Thank you God for Your breath of life.




Monday, July 23, 2012

grateful for students

I have just completed another semester of teaching at the Wurzweiler School of Social Work.It was a summer class of students most of whom live year round in distant locations i.e.Toronto ,Canada, Israel. The class title is Jewish Social Philosophy in which we explore philosophical issues such as the value of time, the notion of change and the reality of suffering, and relate them to the field of social work practice. I was blessed with 23 bright, sensitive and genuinely caring individuals of diverse religious and ethnic backgrounds.Largely Jewish,and orthodox, there were students of Afro-American, Dominican, and Haitian background, and of other faith affiliations -Christian, Bhuddist,secular. All contributed to the diverse and beautiful bouquet of intellectual, emotional and spiritual colors and fragrances that enriched the class experience and made this semester a time for which to be profoundly grateful. It is somewhat platitudinous to state that we all learn from each other, that teachers often learn more from student than vice versa-all this was amazingly and refreshingly true in this summer experinece of gaining insight and a growing sense of gratitude for the presence of such human beings in the world.

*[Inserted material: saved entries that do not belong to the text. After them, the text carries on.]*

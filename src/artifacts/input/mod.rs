//! Input acquisition
//!
//! - `source`: reading raw text blocks from files or stdin
//! - `text_pair`: trimming, validation and line splitting

pub mod source;
pub mod text_pair;
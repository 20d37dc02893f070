use crate::areas::session::Session;
use crate::areas::store::StoreKey;

impl Session {
    /// Prints the saved texts and when they were saved.
    pub fn show(&self) -> anyhow::Result<()> {
        let old = self.store().get(StoreKey::Old)?;
        let new = self.store().get(StoreKey::New)?;

        if old.is_none() && new.is_none() {
            writeln!(self.writer(), "No saved texts")?;
            return Ok(());
        }

        if let Some(saved_at) = self.store().saved_at()? {
            writeln!(
                self.writer(),
                "saved at: {}",
                saved_at.format("%Y-%m-%d %H:%M:%S %z")
            )?;
        }

        let mut writer = self.writer();
        writeln!(writer, "--- old")?;
        writeln!(writer, "{}", old.unwrap_or_default())?;
        writeln!(writer, "+++ new")?;
        writeln!(writer, "{}", new.unwrap_or_default())?;

        Ok(())
    }
}
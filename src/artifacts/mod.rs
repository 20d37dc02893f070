//! Comparison data structures and algorithms
//!
//! - `core`: Shared output plumbing (pager writer)
//! - `diff`: The line diff engine (alignment, classification, summary)
//! - `input`: Reading, validating and splitting the two text blocks
//! - `render`: HTML and terminal presentation of a comparison

pub mod core;
pub mod diff;
pub mod input;
pub mod render;
//! Character-level edit distance and the similarity ratio built on it.
//!
//! Lengths and positions are measured in `char`s (Unicode scalar values), so a
//! multi-byte character counts as a single edit.

/// Levenshtein distance between two lines.
///
/// Insertions, deletions and substitutions all cost 1. Only two rows of the
/// table are kept, sized by the shorter line.
pub fn edit_distance(a: &str, b: &str) -> usize {
    let a = a.chars().collect::<Vec<_>>();
    let b = b.chars().collect::<Vec<_>>();
    let (long, short) = if a.len() >= b.len() { (a, b) } else { (b, a) };

    let mut prev = (0..=short.len()).collect::<Vec<_>>();
    let mut curr = vec![0usize; short.len() + 1];

    for i in 1..=long.len() {
        curr[0] = i;
        for j in 1..=short.len() {
            let cost = usize::from(long[i - 1] != short[j - 1]);
            curr[j] = (prev[j] + 1)
                .min(curr[j - 1] + 1)
                .min(prev[j - 1] + cost);
        }
        std::mem::swap(&mut prev, &mut curr);
    }

    prev[short.len()]
}

/// Normalized similarity in `[0, 1]`; two empty lines are identical.
pub fn similarity(a: &str, b: &str) -> f64 {
    let max_len = a.chars().count().max(b.chars().count());
    if max_len == 0 {
        return 1.0;
    }

    1.0 - edit_distance(a, b) as f64 / max_len as f64
}

#[cfg(test)]
mod tests {
    use super::{edit_distance, similarity};
    use pretty_assertions::assert_eq;
    use proptest::prelude::*;
    use rstest::rstest;

    #[rstest]
    #[case("", "", 0)]
    #[case("", "abc", 3)]
    #[case("abc", "", 3)]
    #[case("kitten", "sitting", 3)]
    #[case("flaw", "lawn", 2)]
    #[case("foo bar", "foo baz", 1)]
    #[case("naïve", "naive", 1)]
    fn computes_edit_distance(#[case] a: &str, #[case] b: &str, #[case] expected: usize) {
        assert_eq!(edit_distance(a, b), expected);
    }

    #[test]
    fn single_character_change_in_seven_is_above_default_threshold() {
        let score = similarity("foo bar", "foo baz");

        assert!((score - (1.0 - 1.0 / 7.0)).abs() < f64::EPSILON);
        assert!(score > 0.7);
    }

    #[test]
    fn long_lines_are_scored_exactly() {
        let a = "a".repeat(10_000);
        let mut b = a.clone();
        b.replace_range(5_000..5_003, "xyz");
        b.push_str("!!!!");

        assert_eq!(edit_distance(&a, &b), 7);
        assert_eq!(edit_distance(&a, &"b".repeat(10_000)), 10_000);
        assert!(similarity(&a, &b) > 0.99);
    }

    #[test]
    fn empty_lines_are_identical() {
        assert_eq!(similarity("", ""), 1.0);
    }

    #[test]
    fn disjoint_lines_score_zero() {
        assert_eq!(similarity("x", "b"), 0.0);
        assert_eq!(similarity("", "abc"), 0.0);
    }

    #[test]
    fn unrelated_sentences_fall_below_default_threshold() {
        assert!(similarity("completely different content", "totally unrelated text") < 0.7);
    }

    // Full-table Levenshtein for comparison.
    fn full_table_distance(a: &str, b: &str) -> usize {
        let a = a.chars().collect::<Vec<_>>();
        let b = b.chars().collect::<Vec<_>>();
        let mut table = vec![vec![0usize; b.len() + 1]; a.len() + 1];
        for (i, row) in table.iter_mut().enumerate() {
            row[0] = i;
        }
        table[0] = (0..=b.len()).collect();
        for i in 1..=a.len() {
            for j in 1..=b.len() {
                let cost = usize::from(a[i - 1] != b[j - 1]);
                table[i][j] = (table[i - 1][j] + 1)
                    .min(table[i][j - 1] + 1)
                    .min(table[i - 1][j - 1] + cost);
            }
        }
        table[a.len()][b.len()]
    }

    proptest! {
        #[test]
        fn prop_matches_full_table(a in "[a-c]{0,20}", b in "[a-c]{0,20}") {
            prop_assert_eq!(edit_distance(&a, &b), full_table_distance(&a, &b));
        }

        #[test]
        fn prop_edit_distance_is_symmetric(a in "\\PC{0,24}", b in "\\PC{0,24}") {
            prop_assert_eq!(edit_distance(&a, &b), edit_distance(&b, &a));
        }

        #[test]
        fn prop_edit_distance_to_self_is_zero(a in "\\PC{0,32}") {
            prop_assert_eq!(edit_distance(&a, &a), 0);
        }

        #[test]
        fn prop_edit_distance_is_bounded_by_longer_line(a in "[a-d]{0,16}", b in "[a-d]{0,16}") {
            let longer = a.chars().count().max(b.chars().count());
            let length_gap = a.chars().count().abs_diff(b.chars().count());
            let distance = edit_distance(&a, &b);
            prop_assert!(distance <= longer);
            prop_assert!(distance >= length_gap);
        }

        #[test]
        fn prop_similarity_to_self_is_one(a in "\\PC{0,32}") {
            prop_assert_eq!(similarity(&a, &a), 1.0);
        }

        #[test]
        fn prop_similarity_is_symmetric_and_in_range(a in "\\PC{0,24}", b in "\\PC{0,24}") {
            let forward = similarity(&a, &b);
            prop_assert_eq!(forward, similarity(&b, &a));
            prop_assert!((0.0..=1.0).contains(&forward));
        }
    }
}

While the field of social work is being constantly challenged as a profession by virtue of the difficult economy and the increasing intensity and scope of human problems in our society, the hope endures that with students such as the ones I had the privilege to teach, social work will bring much needed light and service to the many dark corners of our world. I am grateful for this renewed sense of hope.